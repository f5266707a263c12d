//! MAC and IPv4 input helpers shared by the services and the seeder.
//!
//! The normalizers are tolerant and work on partial input, so the same
//! functions can mask a value while it is being typed and clean it on submit.
//! The validators are strict.

use once_cell::sync::Lazy;
use regex::Regex;

/// Number of octets in a MAC address.
pub const MAC_OCTETS: usize = 6;

/// Shown when a MAC does not pass [`is_valid_mac`] after normalization.
pub const MAC_FORMAT_MESSAGE: &str = "MAC WLAN must follow the format XX:XX:XX:XX:XX:XX";

static MAC_REGEX: Lazy<Regex> =
    Lazy::new(|| Regex::new(r"^([0-9A-F]{2}:){5}[0-9A-F]{2}$").expect("valid MAC regex"));

static IPV4_REGEX: Lazy<Regex> = Lazy::new(|| {
    Regex::new(
        r"^((25[0-5]|2[0-4][0-9]|1[0-9]{2}|[1-9]?[0-9])\.){3}(25[0-5]|2[0-4][0-9]|1[0-9]{2}|[1-9]?[0-9])$",
    )
    .expect("valid IPv4 regex")
});

/// Formats raw MAC input as uppercase colon-separated octets.
///
/// Every non-hex character is dropped, the remaining digits are capped at
/// twelve and grouped in pairs. A trailing odd digit stays as a partial group.
///
/// ```
/// assert_eq!(util::network::normalize_mac("aa-bb-cc-dd-ee-ff"), "AA:BB:CC:DD:EE:FF");
/// assert_eq!(util::network::normalize_mac("aab"), "AA:B");
/// ```
pub fn normalize_mac(raw: &str) -> String {
    let digits: Vec<char> = raw
        .chars()
        .filter(char::is_ascii_hexdigit)
        .map(|c| c.to_ascii_uppercase())
        .take(MAC_OCTETS * 2)
        .collect();

    digits
        .chunks(2)
        .map(|pair| pair.iter().collect::<String>())
        .collect::<Vec<_>>()
        .join(":")
}

/// True iff `formatted` is exactly six uppercase hex octets joined by `:`.
pub fn is_valid_mac(formatted: &str) -> bool {
    MAC_REGEX.is_match(formatted)
}

/// True iff `raw` is a dotted quad of decimal octets in `0..=255`.
///
/// Leading zeros such as `010` are rejected.
pub fn is_valid_ipv4(raw: &str) -> bool {
    IPV4_REGEX.is_match(raw)
}

/// As-you-type mask for IPv4 input.
///
/// Keeps digits and dots, collapses repeated dots, and allows at most four
/// groups of at most three digits. The result is not necessarily valid.
pub fn mask_ipv4_input(raw: &str) -> String {
    let mut groups: Vec<String> = vec![String::new()];

    for c in raw.chars() {
        let current = groups.len() - 1;
        match c {
            '0'..='9' => {
                if groups[current].len() == 3 {
                    if groups.len() == 4 {
                        break;
                    }
                    groups.push(c.to_string());
                } else {
                    groups[current].push(c);
                }
            }
            '.' => {
                if !groups[current].is_empty() && groups.len() < 4 {
                    groups.push(String::new());
                }
            }
            _ => {}
        }
    }

    groups.join(".")
}

#[cfg(test)]
mod tests {
    use super::*;

    #[test]
    fn normalize_mac_accepts_any_separator_style() {
        for raw in [
            "aa bb cc dd ee ff",
            "aa:bb:cc:dd:ee:ff",
            "AA-BB-CC-DD-EE-FF",
            "aabb.ccdd.eeff",
            "aabbccddeeff",
            "  Aa:bB-cc dd.EE_ff ",
        ] {
            let formatted = normalize_mac(raw);
            assert_eq!(formatted, "AA:BB:CC:DD:EE:FF", "input {raw:?}");
            assert!(is_valid_mac(&formatted));
        }
    }

    #[test]
    fn normalize_mac_handles_partial_and_overlong_input() {
        assert_eq!(normalize_mac(""), "");
        assert_eq!(normalize_mac("a"), "A");
        assert_eq!(normalize_mac("aab"), "AA:B");
        assert_eq!(normalize_mac("0011223344556677"), "00:11:22:33:44:55");
        assert_eq!(normalize_mac("zz:gg"), "");
    }

    #[test]
    fn is_valid_mac_is_strict() {
        assert!(is_valid_mac("00:1A:2B:3C:4D:5E"));
        assert!(!is_valid_mac("00:1a:2b:3c:4d:5e"));
        assert!(!is_valid_mac("00-1A-2B-3C-4D-5E"));
        assert!(!is_valid_mac("00:1A:2B:3C:4D"));
        assert!(!is_valid_mac("00:1A:2B:3C:4D:5E:6F"));
        assert!(!is_valid_mac("AA:B"));
    }

    #[test]
    fn ipv4_validation() {
        assert!(is_valid_ipv4("192.168.0.10"));
        assert!(is_valid_ipv4("0.0.0.0"));
        assert!(is_valid_ipv4("255.255.255.255"));
        assert!(!is_valid_ipv4("999.1.1.1"));
        assert!(!is_valid_ipv4("1.2.3"));
        assert!(!is_valid_ipv4("1.2.3.4.5"));
        assert!(!is_valid_ipv4("256.0.0.1"));
        assert!(!is_valid_ipv4("10.0.0.05"));
        assert!(!is_valid_ipv4(" 10.0.0.5"));
        assert!(!is_valid_ipv4("a.b.c.d"));
    }

    #[test]
    fn ipv4_mask_limits_groups_and_digits() {
        assert_eq!(mask_ipv4_input("192.168.0.10"), "192.168.0.10");
        assert_eq!(mask_ipv4_input("192168010"), "192.168.010");
        assert_eq!(mask_ipv4_input("10..0.x0.5"), "10.0.0.5");
        assert_eq!(mask_ipv4_input("1.2.3.4.5"), "1.2.3.45");
        assert_eq!(mask_ipv4_input("1.2.3.4444"), "1.2.3.444");
        assert_eq!(mask_ipv4_input(".10"), "10");
    }
}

WORK ITEM: From the material above, please return each line containing "formatted".

SOLUTION FOR THIS TASK:
/// True iff `formatted` is exactly six uppercase hex octets joined by `:`.
pub fn is_valid_mac(formatted: &str) -> bool {
    MAC_REGEX.is_match(formatted)
            let formatted = normalize_mac(raw);
            assert_eq!(formatted, "AA:BB:CC:DD:EE:FF", "input {raw:?}");
            assert!(is_valid_mac(&formatted));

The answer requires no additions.